Nov 25th-06 Home to my own saddle trees

-Hello to all of you, tired of that darned bike ride and as ready as I am to get back into the whole discussion of handmade saddles and the skills that surround them. If so, lets head to the tree shop we are working on something relatively new to our shop, but not so new to the tree making world.

-To begin with, I have really been missing the day to day work while I was off bike riding, I am lucky in that I actually enjoy a steady diet of work.............some times I even do it 2 or 3 days a week. We have always been making our own saddle trees, it is a love hate relationship. I love having the ability to address any issue that comes up in the course of making trees fit horses. I love the fact that since we have our own tree shop, we can be creative and do a trial run and live test on the idea's that we come up with fairly easily. All this said and done, I do find the whole process of finding and buying wood to be tedious, same with buying and preparing my own hide etc.

-An accountant would probably tell me to get rid of the tree making aspect and buy them from a supplier. But then accountants by nature are known for having small cajones, and never having as much nerve with their own money as they do with yours.

-We are off on a bit of an experimental route today folks, so strap yourselves in and we will talk about it and see if the comment lines heat up after this is done. If I am not mistaken, it was the Hamley Saddle Company that first came out with the whole notion of a "stirrup bar" on the western saddle tree. This being said it never really caught on very well, nor did it have a lot of repeat customers for it. And I think there are a few reasons for it and against it.

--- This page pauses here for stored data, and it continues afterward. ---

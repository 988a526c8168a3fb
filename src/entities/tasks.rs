use sea_orm::entity::prelude::*;
use serde::{Deserialize, Serialize};

#[derive(Clone, Debug, PartialEq, Eq, DeriveEntityModel, Serialize, Deserialize)]
#[sea_orm(table_name = "tasks")]
pub struct Model {
    #[sea_orm(primary_key)]
    pub id: i64,
    pub build_id: i64,
    pub phase_id: Option<i64>,
    pub name: String,
    pub status: String,
    pub owner: Option<String>,
    pub started_at: Option<DateTimeUtc>,
    pub completed_at: Option<DateTimeUtc>,
    pub created_at: DateTimeUtc,
    pub updated_at: DateTimeUtc,
}

#[derive(Copy, Clone, Debug, EnumIter, DeriveRelation)]
pub enum Relation {
    #[sea_orm(
        belongs_to = "super::builds::Entity",
        from = "Column::BuildId",
        to = "super::builds::Column::Id"
    )]
    Build,
    #[sea_orm(
        belongs_to = "super::phases::Entity",
        from = "Column::PhaseId",
        to = "super::phases::Column::Id"
    )]
    Phase,
    #[sea_orm(has_many = "super::task_events::Entity")]
    Events,
    #[sea_orm(has_many = "super::task_requirements::Entity")]
    Requirements,
}

impl Related<super::builds::Entity> for Entity {
    fn to() -> RelationDef {
        Relation::Build.def()
    }
}

impl Related<super::phases::Entity> for Entity {
    fn to() -> RelationDef {
        Relation::Phase.def()
    }
}

impl Related<super::task_events::Entity> for Entity {
    fn to() -> RelationDef {
        Relation::Events.def()
    }
}

impl Related<super::task_requirements::Entity> for Entity {
    fn to() -> RelationDef {
        Relation::Requirements.def()
    }
}

impl ActiveModelBehavior for ActiveModel {}
use serde::{Deserialize, Serialize};
use strum::{AsRefStr, Display, EnumIter, EnumString, IntoStaticStr};
use utoipa::ToSchema;

/// Lifecycle of a single task on a build.
#[derive(
    Debug,
    Clone,
    Copy,
    PartialEq,
    Eq,
    Hash,
    Serialize,
    Deserialize,
    Display,
    EnumString,
    EnumIter,
    AsRefStr,
    IntoStaticStr,
    ToSchema,
)]
#[serde(rename_all = "SCREAMING_SNAKE_CASE")]
#[strum(serialize_all = "SCREAMING_SNAKE_CASE", ascii_case_insensitive)]
pub enum TaskStatus {
    NotStarted,
    InProgress,
    Paused,
    Blocked,
    #[serde(alias = "COMPLETE")]
    #[strum(to_string = "DONE", serialize = "COMPLETE")]
    Done,
}

impl TaskStatus {
    /// Parses a stored status string, tolerating case and surrounding whitespace.
    pub fn parse_loose(value: Option<&str>) -> Option<Self> {
        value.and_then(|raw| raw.trim().parse().ok())
    }

    pub fn as_str(&self) -> &'static str {
        self.into()
    }

    pub fn is_done(&self) -> bool {
        matches!(self, Self::Done)
    }

    /// IN_PROGRESS or PAUSED: someone has their hands on it.
    pub fn is_active(&self) -> bool {
        matches!(self, Self::InProgress | Self::Paused)
    }

    pub fn is_blocked(&self) -> bool {
        matches!(self, Self::Blocked)
    }

    /// Statuses that still show up on the floor boards.
    pub fn is_open(&self) -> bool {
        !self.is_done()
    }

    pub fn open_statuses() -> [TaskStatus; 4] {
        [
            Self::InProgress,
            Self::Paused,
            Self::Blocked,
            Self::NotStarted,
        ]
    }
}

/// Event a technician logs against a task.
#[derive(
    Debug,
    Clone,
    Copy,
    PartialEq,
    Eq,
    Hash,
    Serialize,
    Deserialize,
    Display,
    EnumString,
    EnumIter,
    AsRefStr,
    IntoStaticStr,
    ToSchema,
)]
#[serde(rename_all = "SCREAMING_SNAKE_CASE")]
#[strum(serialize_all = "SCREAMING_SNAKE_CASE", ascii_case_insensitive)]
pub enum EventType {
    Start,
    Pause,
    Resume,
    Complete,
    Block,
    Unblock,
}

impl EventType {
    pub fn as_str(&self) -> &'static str {
        self.into()
    }

    /// Status a task moves to once this event is logged.
    pub fn next_status(&self) -> TaskStatus {
        match self {
            Self::Start | Self::Resume | Self::Unblock => TaskStatus::InProgress,
            Self::Pause => TaskStatus::Paused,
            Self::Complete => TaskStatus::Done,
            Self::Block => TaskStatus::Blocked,
        }
    }

    /// Events that put a technician on the task.
    pub fn opens_session(&self) -> bool {
        matches!(self, Self::Start | Self::Resume)
    }

    /// Events that take the technician off the task.
    pub fn closes_session(&self) -> bool {
        matches!(self, Self::Pause | Self::Complete | Self::Block)
    }
}

#[derive(
    Debug,
    Clone,
    Copy,
    PartialEq,
    Eq,
    Serialize,
    Deserialize,
    Display,
    EnumString,
    EnumIter,
    AsRefStr,
    IntoStaticStr,
    ToSchema,
)]
#[serde(rename_all = "SCREAMING_SNAKE_CASE")]
#[strum(serialize_all = "SCREAMING_SNAKE_CASE", ascii_case_insensitive)]
pub enum BuildStatus {
    Planned,
    InProgress,
    Hold,
    Complete,
}

impl BuildStatus {
    pub fn as_str(&self) -> &'static str {
        self.into()
    }
}

/// Part master classification used by the parts filter.
#[derive(
    Debug,
    Clone,
    Copy,
    PartialEq,
    Eq,
    Serialize,
    Deserialize,
    Display,
    EnumString,
    EnumIter,
    AsRefStr,
    IntoStaticStr,
    ToSchema,
)]
#[serde(rename_all = "SCREAMING_SNAKE_CASE")]
#[strum(serialize_all = "SCREAMING_SNAKE_CASE", ascii_case_insensitive)]
pub enum PartType {
    Component,
    Subassembly,
    Fastener,
    Material,
    Assembly,
    Service,
}

impl PartType {
    pub fn as_str(&self) -> &'static str {
        self.into()
    }
}

/// Badge colour for a status label.
#[derive(Debug, Clone, Copy, PartialEq, Eq, Serialize, Deserialize, ToSchema)]
#[serde(rename_all = "lowercase")]
pub enum Tone {
    Hold,
    Critical,
    Low,
    Info,
    Ok,
}

/// Maps any build, task or event status label to a badge tone.
pub fn status_tone(status: Option<&str>) -> Tone {
    let normalized = status.map(|s| s.trim().to_ascii_uppercase());
    match normalized.as_deref() {
        Some("HOLD") => Tone::Hold,
        Some("BLOCK") | Some("BLOCKED") => Tone::Critical,
        Some("PAUSE") | Some("PAUSED") => Tone::Low,
        Some("IN_PROGRESS") => Tone::Info,
        Some("DONE") | Some("COMPLETE") => Tone::Ok,
        _ => Tone::Info,
    }
}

-To explain how it works, it is best to see where and how it sits on the tree I guess. The original hangers were made of bronze, and were attached by rivets to the top side of the tree bar once a recess was cut for the stirrup bar too sit down into. The stirrup bars would be set in place to mirror the angle that a riders feet would normally hang while in the saddle seat. The most prominent reasoning behind the stirrup bar theory was that it would allow much greater freedom of movement for the riders feet. As with most theories they can sound just great and still fall flat on there face. While the stirrup bar did give a rider more foot movement, it came at a cost to the rider and the longevity of the saddle, and here is what our research has shown us so far.
treeF.jpg
-JEREMIAH WATT SADDLE TREE BARS WITH NEW DEE/BARS IN PLACE
-The original bars attach by two holes thru which rivets are passed, from and enginnering standpoint this is a bit odd, since it sets up an imbalance of pressure between the rivet seat and tension caused by the wieght of the rider in the stirrup which thereby weakens the rivet attachment prematurely................the cure?
treeA.jpg
-CLOSE UP OF DEE IN POSITION ON BAR
- Simple really flatten the point of attachment and add two more wholes of smaller diameter. The second downfall, was that the original bars had somewhat of a square edge over which the stirrup leathers passed, this squared edge plus the riders wieght would cause the leathers too become cut/worn too quickly for most folks to tolerate........the cure?
treeB.jpg
-BOTTOM SIDE OF TREE SHOWING TEE NUTS IN PLACE, ALLOWING MORE SURFACE AREA THAT RIVET HEAD
-Make the bar section a larger full round diameter, so that the leathers ran over a smooth concentric circle and would last longer because of it. How do we stop the leathers from being cut by the riders wieght..........the cure?
-Do not offer to put old time stirrup bars in big heavy guys saddles..................pretty simple really. We feel that after about 180 pounds you are outside of the sound wieght range of the whole stirrup bar application.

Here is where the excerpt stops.